More than 40 per cent of all Conservative MPs might be required to trigger future leadership challenges like the one that resulted in Margaret Thatcher being ousted in 1990.

The Independent has been told that new rules being considered by the Tory backbench 1922 committee could create an insurmountable obstacle to future leadership hopefuls like Kenneth Clarke. With a number of disaffected MPs hoping for the return of Chris Patten and Michael Portillo to the Commons, with a view to mounting a leadership challenge to William Hague, the new rules are bound to create controversy in the Commons.

After Baroness Thatcher was challenged, first in 1989, and then, successfully, in 1990, the leadership rules were changed to make challenges more difficult - demanding that at least 10 per cent of all Tory MPs should request a contest.

But one of the plans now being considered by the 1922 committee would increase the strength of that safeguard fourfold - requiring 40 per cent of all MPs to vote against the leader in a fully-fledged vote of confidence before a leadership challenge could be unleashed.

That is such a severe hurdle that it could create a deterrent to a challenge. If a leader got less than two-thirds support of MPs and decided to stay on, as allowed under the proposed rule-change, the party could risk making itself an electoral laughing stock.

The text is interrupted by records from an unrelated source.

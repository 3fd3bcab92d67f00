use figment::{
    providers::{Env, Format, Toml},
    Figment,
};
use std::path::Path;

use super::{types::Config, ConfigError};

/// Load configuration from file with environment variable overrides
pub fn load_config(path: &Path) -> Result<Config, ConfigError> {
    if !path.exists() {
        return Err(ConfigError::FileNotFound(path.display().to_string()));
    }

    let config: Config = Figment::new()
        .merge(Toml::file(path))
        .merge(Env::prefixed("CLIPFORGE_").split("_"))
        .extract()
        .map_err(|e| ConfigError::ParseError(e.to_string()))?;

    Ok(config)
}

/// Load configuration from TOML string (useful for testing)
pub fn load_config_from_str(toml_str: &str) -> Result<Config, ConfigError> {
    toml::from_str(toml_str).map_err(|e| ConfigError::ParseError(e.to_string()))
}

#[cfg(test)]
mod tests {
    use super::*;
    use std::io::Write;
    use tempfile::NamedTempFile;

    #[test]
    fn test_load_config_from_str_valid() {
        let toml = r#"
[vault]
secret = "s"

[server]
port = 9000
"#;
        let config = load_config_from_str(toml).unwrap();
        assert_eq!(config.server.port, 9000);
    }

    #[test]
    fn test_load_config_from_str_missing_vault() {
        let toml = r#"
[server]
port = 8080
"#;
        let result = load_config_from_str(toml);
        assert!(matches!(result, Err(ConfigError::ParseError(_))));
    }

    #[test]
    fn test_load_config_file_not_found() {
        let result = load_config(Path::new("/nonexistent/config.toml"));
        assert!(matches!(result, Err(ConfigError::FileNotFound(_))));
    }

    #[test]
    fn test_load_config_from_file() {
        let mut temp_file = NamedTempFile::new().unwrap();
        writeln!(
            temp_file,
            r#"
[vault]
secret = "from-file"

[server]
host = "127.0.0.1"
port = 3000

[storage]
root = "/srv/clips"
"#
        )
        .unwrap();

        let config = load_config(temp_file.path()).unwrap();
        assert_eq!(config.server.port, 3000);
        assert_eq!(config.server.host.to_string(), "127.0.0.1");
        assert_eq!(config.storage.root.to_str().unwrap(), "/srv/clips");
    }

    #[test]
    fn test_env_overrides_file() {
        figment::Jail::expect_with(|jail| {
            jail.create_file(
                "clipforge.toml",
                r#"
[vault]
secret = "from-file"
"#,
            )?;
            jail.set_env("CLIPFORGE_VAULT_SECRET", "from-env");
            jail.set_env("CLIPFORGE_SERVER_PORT", "9100");

            let config = load_config(Path::new("clipforge.toml")).unwrap();
            assert_eq!(config.vault.secret, "from-env");
            assert_eq!(config.server.port, 9100);
            Ok(())
        });
    }
}
//! Types for the rendition pipeline.

use serde::{Deserialize, Serialize};
use std::path::PathBuf;

use crate::records::{PublishJob, PublishStatus, Rendition};

/// One upload to turn into renditions.
#[derive(Debug, Clone)]
pub struct PipelineRequest {
    pub user_id: String,
    /// Incoming file. It is copied into storage; the caller owns it.
    pub source_file: PathBuf,
    pub original_filename: String,
    /// Requested orientation labels. Empty means all three.
    pub orientations: Vec<String>,
    /// When false only the native orientation is rendered.
    pub generate_all: bool,
}

/// Outcome of one orientation.
#[derive(Debug, Clone, Copy, PartialEq, Eq, Serialize, Deserialize)]
#[serde(rename_all = "snake_case")]
pub enum EntryStatus {
    Success,
    Error,
}

/// Per-orientation result of a run or of a retry.
#[derive(Debug, Clone, PartialEq, Serialize, Deserialize)]
pub struct ManifestEntry {
    /// Orientation label as requested.
    pub orientation: String,
    /// Absent only when the label itself was rejected.
    pub rendition_id: Option<String>,
    pub job_id: Option<String>,
    pub status: EntryStatus,
    pub remote_url: Option<String>,
    pub error_text: Option<String>,
    pub duration_secs: Option<f64>,
    pub width: Option<u32>,
    pub height: Option<u32>,
}

impl ManifestEntry {
    /// Entry for a persisted rendition and its authoritative job.
    pub fn from_job(rendition: &Rendition, job: &PublishJob) -> Self {
        let status = if job.status == PublishStatus::Success {
            EntryStatus::Success
        } else {
            EntryStatus::Error
        };
        Self {
            orientation: rendition.orientation.to_string(),
            rendition_id: Some(rendition.id.clone()),
            job_id: Some(job.id.clone()),
            status,
            remote_url: job.remote_url.clone(),
            error_text: match status {
                EntryStatus::Success => None,
                EntryStatus::Error => Some(
                    job.error_text
                        .clone()
                        .unwrap_or_else(|| format!("publish job is {}", job.status)),
                ),
            },
            duration_secs: Some(rendition.duration_secs),
            width: Some(rendition.width),
            height: Some(rendition.height),
        }
    }

    /// Entry for an orientation that produced no rendition.
    pub fn failed(
        orientation: impl Into<String>,
        rendition_id: Option<String>,
        job_id: Option<String>,
        error: impl Into<String>,
    ) -> Self {
        Self {
            orientation: orientation.into(),
            rendition_id,
            job_id,
            status: EntryStatus::Error,
            remote_url: None,
            error_text: Some(error.into()),
            duration_secs: None,
            width: None,
            height: None,
        }
    }

    pub fn is_success(&self) -> bool {
        self.status == EntryStatus::Success
    }
}

/// Result of one pipeline run.
#[derive(Debug, Clone, PartialEq, Serialize, Deserialize)]
pub struct Manifest {
    pub source_id: String,
    pub original_filename: String,
    pub entries: Vec<ManifestEntry>,
}

impl Manifest {
    /// Entry for an orientation label.
    pub fn entry(&self, orientation: &str) -> Option<&ManifestEntry> {
        self.entries.iter().find(|e| e.orientation == orientation)
    }

    pub fn succeeded(&self) -> usize {
        self.entries.iter().filter(|e| e.is_success()).count()
    }

    pub fn failed(&self) -> usize {
        self.entries.len() - self.succeeded()
    }
}
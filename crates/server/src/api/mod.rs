pub mod credentials;
pub mod error;
pub mod handlers;
pub mod middleware;
pub mod routes;
pub mod uploads;

pub use routes::create_router;
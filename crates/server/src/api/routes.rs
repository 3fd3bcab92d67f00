use axum::{
    extract::DefaultBodyLimit,
    middleware,
    routing::{get, post, put},
    Router,
};
use std::sync::Arc;
use tower_http::trace::TraceLayer;

use super::middleware::metrics_middleware;
use super::{credentials, handlers, uploads};
use crate::state::AppState;

pub fn create_router(state: Arc<AppState>) -> Router {
    let body_limit = state.config().server.max_upload_bytes;

    // API routes
    let api_routes = Router::new()
        // Health and config
        .route("/health", get(handlers::health))
        .route("/config", get(handlers::get_config))
        // Uploads and publish jobs
        .route(
            "/uploads",
            post(uploads::create_upload).get(uploads::list_uploads),
        )
        .route("/uploads/{job_id}/retry", post(uploads::retry_upload))
        // Credentials
        .route("/credentials", get(credentials::list_credentials))
        .route(
            "/credentials/{kind}",
            put(credentials::save_tokens).delete(credentials::delete_credential),
        )
        .route(
            "/credentials/{kind}/oauth-config",
            put(credentials::save_oauth_config),
        )
        .layer(DefaultBodyLimit::max(body_limit))
        .with_state(state);

    Router::new()
        .nest("/api/v1", api_routes)
        .route("/metrics", get(handlers::metrics))
        .layer(middleware::from_fn(metrics_middleware))
        .layer(TraceLayer::new_for_http())
}
//! Publisher: the publish job state machine.
//!
//! ```text
//! queued --start--> processing --(upload ok)--> success
//!                   processing --(upload failed)--> error
//!                   error --retry--> processing
//! ```
//!
//! Every transition is committed before the next step, so a crash never
//! leaves a job silently `processing` with a retry pending; retries are
//! always explicit.

mod error;
mod service;

pub use error::PublishError;
pub use service::{JobSummary, Publisher};
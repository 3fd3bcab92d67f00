//! Rendition pipeline: one upload in, one manifest out.
//!
//! For each orientation in the work list the chain is
//! Scrub -> Synthesize (skipped for the native orientation) -> Uniquify,
//! followed by persisting the rendition, queueing a publish job and handing
//! it to the [`Publisher`](crate::publisher::Publisher). A failed chain only
//! affects its own manifest entry.

mod config;
mod error;
mod runner;
mod scratch;
mod types;

pub use config::PipelineConfig;
pub use error::PipelineError;
pub use runner::{plan_orientations, PlannedOrientation, RenditionPipeline};
pub use scratch::ScratchFiles;
pub use types::{EntryStatus, Manifest, ManifestEntry, PipelineRequest};
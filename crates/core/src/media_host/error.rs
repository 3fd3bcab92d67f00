//! Errors returned by media hosts.

use thiserror::Error;

/// Errors that can occur when publishing to a media host.
#[derive(Debug, Error)]
pub enum MediaHostError {
    /// The host answered with a non-success status. Body is kept verbatim.
    #[error("{service} API error: {status} - {message}")]
    Api {
        service: &'static str,
        status: u16,
        message: String,
    },

    /// Token refresh was rejected.
    #[error("Authentication failed: {0}")]
    Auth(String),

    /// Request timed out.
    #[error("Request timed out")]
    Timeout,

    /// Connection or protocol failure.
    #[error("HTTP request failed: {0}")]
    Transport(String),

    /// Response did not have the expected shape.
    #[error("Invalid response: {0}")]
    InvalidResponse(String),

    /// The upload request itself is unusable.
    #[error("Invalid upload request: {0}")]
    InvalidRequest(String),

    /// Reading the file to upload failed.
    #[error("File error: {0}")]
    File(#[from] std::io::Error),
}

impl From<reqwest::Error> for MediaHostError {
    fn from(e: reqwest::Error) -> Self {
        if e.is_timeout() {
            MediaHostError::Timeout
        } else {
            MediaHostError::Transport(e.to_string())
        }
    }
}
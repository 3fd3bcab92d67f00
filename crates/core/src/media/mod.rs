//! Media module for probing and transforming videos.
//!
//! This module provides the `MediaToolkit` trait and an FFmpeg implementation
//! of the four rendition stages.
//!
//! # Stages
//!
//! - Probe: measure duration, frame size and frame rate
//! - Scrub: strip container and stream metadata with a stream copy
//! - Synthesize: scale and pad to a square, portrait or landscape frame
//! - Uniquify: re-encode with small random shifts to duration, fps and bitrate
//!
//! # Example
//!
//! ```ignore
//! use clipforge_core::media::{FfmpegToolkit, MediaToolkit, Orientation};
//!
//! let toolkit = FfmpegToolkit::with_defaults();
//! toolkit.validate().await?;
//!
//! let metrics = toolkit.probe(Path::new("/data/clip.mov")).await?;
//! let clean = toolkit.scrub(Path::new("/data/clip.mov"), Path::new("/tmp/a_clean.mp4")).await?;
//! let square = toolkit
//!     .synthesize(&clean, Path::new("/tmp/a_synth.mp4"), Orientation::Square, &metrics)
//!     .await?;
//! let mut rng = rand::thread_rng();
//! let unique = toolkit
//!     .uniquify(&square.path, Path::new("/out/a.mp4"), &square.metrics, &mut rng)
//!     .await?;
//! ```

mod config;
mod error;
mod ffmpeg;
mod orientation;
mod perturb;
mod traits;
mod types;

pub use config::MediaConfig;
pub use error::MediaError;
pub use ffmpeg::FfmpegToolkit;
pub use orientation::{detect_native, scale_pad_filter, target_dimensions};
pub use perturb::{PerturbedTargets, MAX_DURATION_DELTA_SECS, MAX_RATE_DELTA_RATIO};
pub use traits::MediaToolkit;
pub use types::{
    MediaMetrics, Orientation, Stage, SynthesizedMedia, TransformProfile, UniquifiedMedia,
};
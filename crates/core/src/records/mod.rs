//! Persistent records for sources, renditions and publish jobs.

mod sqlite_store;
mod store;
mod types;

pub use sqlite_store::SqliteRenditionStore;
pub use store::{JobFilter, RenditionStore, StoreError};
pub use types::{
    JobTransition, NewRendition, NewSource, PublishJob, PublishStatus, Rendition, Source,
    Visibility,
};
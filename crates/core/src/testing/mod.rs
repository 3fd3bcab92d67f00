//! Testing utilities and mock implementations for E2E tests.
//!
//! This module provides mock implementations of the external seams (media
//! toolkit, media host, credential provider), so the pipeline and publisher
//! can be exercised without ffmpeg or network access.
//!
//! # Example
//!
//! ```rust,ignore
//! use clipforge_core::testing::{MockMediaHost, MockMediaToolkit, StaticCredentialProvider};
//!
//! let toolkit = MockMediaToolkit::new();
//! let host = MockMediaHost::new();
//! let credentials = StaticCredentialProvider::with_credential("u1", fixtures::youtube_credential()).await;
//!
//! // Script failures
//! host.fail_next(1, "quota exceeded").await;
//! ```

mod mock_media_host;
mod mock_toolkit;
mod static_credentials;

pub use mock_media_host::{MockMediaHost, RecordedUpload};
pub use mock_toolkit::{MockMediaToolkit, RecordedStage};
pub use static_credentials::StaticCredentialProvider;

/// Test fixtures and helper functions.
pub mod fixtures {
    use std::path::{Path, PathBuf};

    use crate::credentials::{Credential, ServiceKind};
    use crate::media::MediaMetrics;

    /// 1920x1080, 10 seconds, 30 fps.
    pub fn landscape_metrics() -> MediaMetrics {
        MediaMetrics {
            duration_secs: 10.0,
            width: 1920,
            height: 1080,
            fps: 30.0,
        }
    }

    /// 1080x1920, 15 seconds, 29.97 fps.
    pub fn portrait_metrics() -> MediaMetrics {
        MediaMetrics {
            duration_secs: 15.0,
            width: 1080,
            height: 1920,
            fps: 30000.0 / 1001.0,
        }
    }

    /// A YouTube credential with an OAuth client attached.
    pub fn youtube_credential() -> Credential {
        Credential::new(ServiceKind::YouTube, "ya29.test-access", "1//test-refresh")
            .with_client("client-id.apps.googleusercontent.com", "client-secret")
    }

    /// Write a small stand-in video file and return its path.
    pub async fn write_video(dir: &Path, name: &str) -> PathBuf {
        let path = dir.join(name);
        tokio::fs::write(&path, vec![0u8; 4096])
            .await
            .expect("write test video");
        path
    }
}
use std::net::SocketAddr;
use std::path::PathBuf;
use std::sync::Arc;

use anyhow::{Context, Result};
use sha2::{Digest, Sha256};
use tokio::signal;
use tracing::{error, info, warn};
use tracing_subscriber::{layer::SubscriberExt, util::SubscriberInitExt};

use clipforge_core::{
    load_config, validate_config, FfmpegToolkit, MediaToolkit, Publisher, RenditionPipeline,
    RenditionStore, SqliteCredentialStore, SqliteRenditionStore, StorageLayout, TokenCipher,
    YouTubeHost,
};
use clipforge_server::{api::create_router, state::AppState};

/// Application version
const VERSION: &str = env!("CARGO_PKG_VERSION");

#[tokio::main]
async fn main() {
    if let Err(e) = run().await {
        error!("Fatal error: {:#}", e);
        std::process::exit(1);
    }
}

async fn run() -> Result<()> {
    // Initialize logging
    tracing_subscriber::registry()
        .with(
            tracing_subscriber::EnvFilter::try_from_default_env()
                .unwrap_or_else(|_| "info,tower_http=debug".into()),
        )
        .with(tracing_subscriber::fmt::layer())
        .init();

    // Determine config path
    let config_path = std::env::var("CLIPFORGE_CONFIG")
        .map(PathBuf::from)
        .unwrap_or_else(|_| PathBuf::from("config.toml"));

    // Load configuration
    info!("Loading configuration from {:?}", config_path);
    let config = load_config(&config_path)
        .with_context(|| format!("Failed to load config from {:?}", config_path))?;

    // Validate configuration
    validate_config(&config).context("Configuration validation failed")?;

    // Fingerprint of the effective config, secret excluded
    let sanitized = clipforge_core::SanitizedConfig::from(&config);
    let config_json = serde_json::to_string(&sanitized).unwrap_or_default();
    let config_hash = format!("{:x}", Sha256::digest(config_json.as_bytes()));

    info!(version = VERSION, config_hash = &config_hash[..16], "Configuration loaded successfully");
    info!("Database path: {:?}", config.database.path);
    info!("Storage root: {:?}", config.storage.root);

    // Credential vault
    let cipher = TokenCipher::from_secret(&config.vault.secret)
        .context("Failed to derive vault key")?;
    let credentials = Arc::new(
        SqliteCredentialStore::new(&config.database.path, cipher)
            .context("Failed to create credential store")?,
    );
    info!("Credential store initialized");

    // Source/rendition/job records
    let store: Arc<dyn RenditionStore> = Arc::new(
        SqliteRenditionStore::new(&config.database.path)
            .context("Failed to create rendition store")?,
    );
    info!("Rendition store initialized");

    // Media toolkit
    let toolkit = FfmpegToolkit::new(config.media.clone());
    match toolkit.validate().await {
        Ok(()) => info!("Using media toolkit: {}", toolkit.name()),
        Err(e) => warn!("Media toolkit unavailable, uploads will fail: {}", e),
    }

    // Media host
    let host = YouTubeHost::new(config.youtube.clone()).context("Failed to create YouTube host")?;
    info!("Publishing to {}", config.youtube.upload_base_url);

    let publisher = Arc::new(Publisher::new(
        Arc::clone(&store),
        credentials.clone(),
        Arc::new(host),
    ));
    let interrupted = publisher
        .fail_interrupted_jobs()
        .context("Failed to recover interrupted publish jobs")?;
    if interrupted > 0 {
        warn!("Marked {} interrupted publish jobs as failed", interrupted);
    }

    let layout = StorageLayout::new(config.storage.root.clone());
    let pipeline = Arc::new(RenditionPipeline::new(
        Arc::new(toolkit),
        store,
        credentials.clone(),
        publisher,
        layout.clone(),
        config.pipeline.clone(),
    ));
    info!(
        "Rendition pipeline ready (max {} parallel orientations)",
        config.pipeline.max_parallel_orientations
    );

    // Create app state
    let state = Arc::new(AppState::new(config.clone(), pipeline, credentials, layout));

    // Create router
    let app = create_router(state);

    // Start server
    let addr = SocketAddr::new(config.server.host, config.server.port);
    info!("Starting server on {}", addr);

    let listener = tokio::net::TcpListener::bind(addr)
        .await
        .with_context(|| format!("Failed to bind to {}", addr))?;

    // Run server with graceful shutdown
    axum::serve(listener, app)
        .with_graceful_shutdown(shutdown_signal())
        .await
        .context("Server error")?;

    info!("Server shut down");
    Ok(())
}

/// Wait for shutdown signal (Ctrl+C or SIGTERM)
async fn shutdown_signal() {
    let ctrl_c = async {
        if let Err(e) = signal::ctrl_c().await {
            error!("Failed to install Ctrl+C handler: {}", e);
            std::future::pending::<()>().await;
        }
    };

    #[cfg(unix)]
    let terminate = async {
        match signal::unix::signal(signal::unix::SignalKind::terminate()) {
            Ok(mut sigterm) => {
                sigterm.recv().await;
            }
            Err(e) => {
                error!("Failed to install SIGTERM handler: {}", e);
                std::future::pending::<()>().await;
            }
        }
    };

    #[cfg(not(unix))]
    let terminate = std::future::pending::<()>();

    tokio::select! {
        _ = ctrl_c => {},
        _ = terminate => {},
    }
}
//! Prometheus metrics for core components.
//!
//! This module provides metrics for:
//! - Rendition pipeline (runs, per-orientation outcomes, stage durations)
//! - Publisher (attempts, retries)
//! - External services (media host requests, credential vault)

use once_cell::sync::Lazy;
use prometheus::{HistogramOpts, HistogramVec, IntCounter, IntCounterVec, Opts};

// =============================================================================
// Pipeline Metrics
// =============================================================================

/// Pipeline runs total by result.
pub static PIPELINE_RUNS: Lazy<IntCounterVec> = Lazy::new(|| {
    IntCounterVec::new(
        Opts::new("clipforge_pipeline_runs_total", "Total pipeline runs"),
        &["result"], // "completed", "aborted"
    )
    .unwrap()
});

/// Renditions produced total by orientation and outcome.
pub static RENDITIONS_TOTAL: Lazy<IntCounterVec> = Lazy::new(|| {
    IntCounterVec::new(
        Opts::new(
            "clipforge_renditions_total",
            "Total orientation chains by outcome",
        ),
        &["orientation", "result"], // result: "success", "error"
    )
    .unwrap()
});

/// Transform stage duration in seconds.
pub static TRANSFORM_STAGE_DURATION: Lazy<HistogramVec> = Lazy::new(|| {
    HistogramVec::new(
        HistogramOpts::new(
            "clipforge_transform_stage_duration_seconds",
            "Duration of individual ffmpeg stages",
        )
        .buckets(vec![
            0.5, 1.0, 5.0, 10.0, 30.0, 60.0, 120.0, 300.0, 600.0, 1800.0,
        ]),
        &["stage"],
    )
    .unwrap()
});

// =============================================================================
// Publisher Metrics
// =============================================================================

/// Publish attempts total by service and result.
pub static PUBLISH_ATTEMPTS: Lazy<IntCounterVec> = Lazy::new(|| {
    IntCounterVec::new(
        Opts::new("clipforge_publish_attempts_total", "Total publish attempts"),
        &["service", "result"], // result: "success", "error"
    )
    .unwrap()
});

/// Retry requests accepted by the publisher.
pub static PUBLISH_RETRIES: Lazy<IntCounter> = Lazy::new(|| {
    IntCounter::new(
        "clipforge_publish_retries_total",
        "Total publish retries started",
    )
    .unwrap()
});

// =============================================================================
// External Service Metrics
// =============================================================================

/// External service request duration.
pub static EXTERNAL_SERVICE_DURATION: Lazy<HistogramVec> = Lazy::new(|| {
    HistogramVec::new(
        HistogramOpts::new(
            "clipforge_external_service_duration_seconds",
            "Duration of external service calls",
        )
        .buckets(vec![0.05, 0.1, 0.25, 0.5, 1.0, 2.5, 5.0, 10.0, 30.0, 120.0]),
        &["service", "operation"],
    )
    .unwrap()
});

/// External service requests total.
pub static EXTERNAL_SERVICE_REQUESTS: Lazy<IntCounterVec> = Lazy::new(|| {
    IntCounterVec::new(
        Opts::new(
            "clipforge_external_service_requests_total",
            "Total external service requests",
        ),
        &["service", "operation", "status"], // status: "success", "error"
    )
    .unwrap()
});

/// Stored credentials that could not be decrypted.
pub static CREDENTIAL_DECRYPT_FAILURES: Lazy<IntCounter> = Lazy::new(|| {
    IntCounter::new(
        "clipforge_credential_decrypt_failures_total",
        "Total stored credentials that failed to decrypt",
    )
    .unwrap()
});

// =============================================================================
// Helper functions
// =============================================================================

/// Get all core metrics for registration in a registry.
pub fn all_metrics() -> Vec<Box<dyn prometheus::core::Collector>> {
    vec![
        // Pipeline
        Box::new(PIPELINE_RUNS.clone()),
        Box::new(RENDITIONS_TOTAL.clone()),
        Box::new(TRANSFORM_STAGE_DURATION.clone()),
        // Publisher
        Box::new(PUBLISH_ATTEMPTS.clone()),
        Box::new(PUBLISH_RETRIES.clone()),
        // External services
        Box::new(EXTERNAL_SERVICE_DURATION.clone()),
        Box::new(EXTERNAL_SERVICE_REQUESTS.clone()),
        Box::new(CREDENTIAL_DECRYPT_FAILURES.clone()),
    ]
}
mod loader;
mod types;
mod validate;

pub use loader::{load_config, load_config_from_str};
pub use types::*;
pub use validate::validate_config;

use thiserror::Error;

#[derive(Debug, Error)]
pub enum ConfigError {
    #[error("Configuration file not found: {0}")]
    FileNotFound(String),

    #[error("Failed to parse configuration: {0}")]
    ParseError(String),

    #[error("Configuration validation failed: {0}")]
    ValidationError(String),
}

Certainly, given the mood of this week's party conference, the rank-and-file membership could be expected to turn even more strongly against the MPs for their destructive disloyalty.

A Conservative leadership source has told The Independent that the leadership election "trigger"- which is now under the complete control of MPs - could be one of the issues to be examined in the final package of reform proposals to be considered by a special party conference next spring.

But he added that any proposals currently being considered by the MPs was "not cast in stone" - suggesting that they could, in turn, be subject to further modification.

In the most impassioned debate of the Blackpool conference week, rank- and-file representatives repeatedly called on Wednesday for a role in future leadership elections.

The party leadership is currently proposing that the membership should be given a proportion of between 20 per cent and 40 per cent in a leadership electoral college, with the majority of votes going to MPs

However, Lord Archer of Weston-super-Mare received a standing ovation after he had called for a 50-50 split between the membership and the parliamentary party.